J’ai porté un message de solidarité auprès des pays du Golfe, qui ont tous été visés par des frappes iraniennes injustifiables, que la France a condamnées avec la plus grande fermeté.

La France a démontré qu’elle était un partenaire fiable et prévisible : nous avons, en légitime défense, abattu des drones dès les premières heures du conflit pour défendre l’espace aérien de nos alliés. La sécurité de nos partenaires régionaux est une priorité absolue. Ils savent pouvoir compter sur nous.

La France prône la désescalade, mais a-t-elle les moyens d’influencer les acteurs majeurs du conflit ?

Nous portons le même message depuis le début du conflit : la prolongation indéfinie des opérations militaires sans objectif précis comporte le risque d’un engrenage qui entraînerait la région dans une longue période d’instabilité, dont l’issue serait très incertaine et porterait atteinte aux pays de la région, aux intérêts européens et à l’économie mondiale.

Notre priorité est donc la désescalade et la recherche d’un règlement politique durable : c’est ce à quoi la France, aux côtés de ses partenaires, appelle.

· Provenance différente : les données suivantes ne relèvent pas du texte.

// Where framed statements go.

use std::time::SystemTime;

use anyhow::Result;

use crate::logical_replication::message::{XLogData, pg_timestamp};
use crate::lsn::Lsn;

pub trait OutputWriter {
    /// Write one complete statement produced at `lsn`.
    fn write(&mut self, lsn: Lsn, statement: &[u8]) -> Result<()>;
}

/// Wraps each statement in a `'w'` frame, as a walsender would ship it.
#[derive(Debug, Default)]
pub struct XLogDataWriter {
    frames: Vec<Vec<u8>>,
}

impl XLogDataWriter {
    pub fn new() -> Self {
        Self::default()
    }

    pub fn take_frames(&mut self) -> Vec<Vec<u8>> {
        std::mem::take(&mut self.frames)
    }
}

impl OutputWriter for XLogDataWriter {
    fn write(&mut self, lsn: Lsn, statement: &[u8]) -> Result<()> {
        let frame = XLogData {
            wal_start: lsn,
            wal_end: lsn,
            timestamp: pg_timestamp(SystemTime::now()),
            data: statement.to_vec(),
        };
        self.frames.push(frame.encode());
        Ok(())
    }
}

/// Collects statement text, for dry runs.
impl OutputWriter for Vec<String> {
    fn write(&mut self, _lsn: Lsn, statement: &[u8]) -> Result<()> {
        self.push(String::from_utf8_lossy(statement).into_owned());
        Ok(())
    }
}
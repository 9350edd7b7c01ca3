// Write-ahead log positions as exchanged on the replication connection.

use std::fmt;
use std::str::FromStr;

/// A position in the upstream's change log. Totally ordered; `Lsn(0)` is the
/// invalid / "from the slot's creation point" position.
#[derive(Debug, Default, PartialEq, Eq, PartialOrd, Ord, Clone, Copy, Hash)]
pub struct Lsn(pub u64);

impl Lsn {
    pub const INVALID: Lsn = Lsn(0);

    /// Parse a Postgres LSN string (e.g., "0/16B6C50") into an Lsn
    pub fn from_pg_string(s: &str) -> Option<Self> {
        let (hi, lo) = s.trim().split_once('/')?;
        let hi = u64::from_str_radix(hi, 16).ok()?;
        let lo = u64::from_str_radix(lo, 16).ok()?;
        if hi > u64::from(u32::MAX) || lo > u64::from(u32::MAX) {
            return None;
        }
        Some(Lsn((hi << 32) | lo))
    }

    /// Convert this Lsn to a Postgres LSN string (e.g., "0/16B6C50")
    pub fn to_pg_string(&self) -> String {
        format!("{:X}/{:X}", self.0 >> 32, self.0 & 0xFFFFFFFF)
    }
}

impl fmt::Display for Lsn {
    fn fmt(&self, f: &mut fmt::Formatter<'_>) -> fmt::Result {
        write!(f, "{}", self.to_pg_string())
    }
}

impl FromStr for Lsn {
    type Err = anyhow::Error;

    fn from_str(s: &str) -> Result<Self, Self::Err> {
        Lsn::from_pg_string(s).ok_or_else(|| anyhow::anyhow!("invalid LSN: {s:?}"))
    }
}

impl From<u64> for Lsn {
    fn from(val: u64) -> Self {
        Lsn(val)
    }
}

impl From<Lsn> for u64 {
    fn from(lsn: Lsn) -> Self {
        lsn.0
    }
}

Il faut pérenniser le cessez-le-feu et faire en sorte que les négociations entre les États-Unis et l’Iran reprennent. Une paix durable dans la région n’est possible qu’à travers une solution politique pérenne au défi iranien, garantissant que l’Iran ne se dote jamais de l’arme nucléaire et répondant aux menaces posées par son programme balistique et ses activités de déstabilisation.

Entre Washington et Téhéran, la voix de la France est-elle encore audible ?

Nous ne sommes pas belligérants et ne souhaitons pas le devenir. Mais recul ne signifie pas inaction. Notre crédibilité repose sur la constance de nos positions, que nous défendons sans relâche auprès des différentes parties et qui sont validées par les évolutions en cours.

La France est l’un des rares pays à maintenir des contacts réguliers avec l’Iran et à ne pas avoir fermé son ambassade à Téhéran pendant la guerre. 

Jean-Noël Barrot

Nous échangeons régulièrement avec nos alliés américains à propos de cette guerre. Le président de la République échange régulièrement avec le président Trump au sujet de la crise iranienne. La menace à la sécurité internationale que fait peser l’Iran exige une réponse collective, comme cela a été le cas avec le JCPOA en 2015.

La France est l’un des rares pays à maintenir des contacts réguliers avec l’Iran et à ne pas avoir fermé son ambassade à Téhéran pendant la guerre. Le président de la République a échangé à de nombreuses reprises avec le président iranien et je m’entretiens très régulièrement avec mon homologue.

Considérez-vous cette tournée comme un succès diplomatique ?

Cette tournée a permis à la France de renforcer sa coordination avec ses partenaires régionaux, qui doivent être des acteurs centraux de la nouvelle architecture de sécurité régionale. Nous partageons des intérêts de sécurité avec nos partenaires du Golfe ; ce travail diplomatique est donc indispensable pour rapprocher nos positions et bâtir une paix durable dans la région. L’enjeu était aussi d’approfondir nos partenariats bilatéraux, dont la crise a montré à quel point ils sont essentiels pour notre sécurité et notre prospérité communes.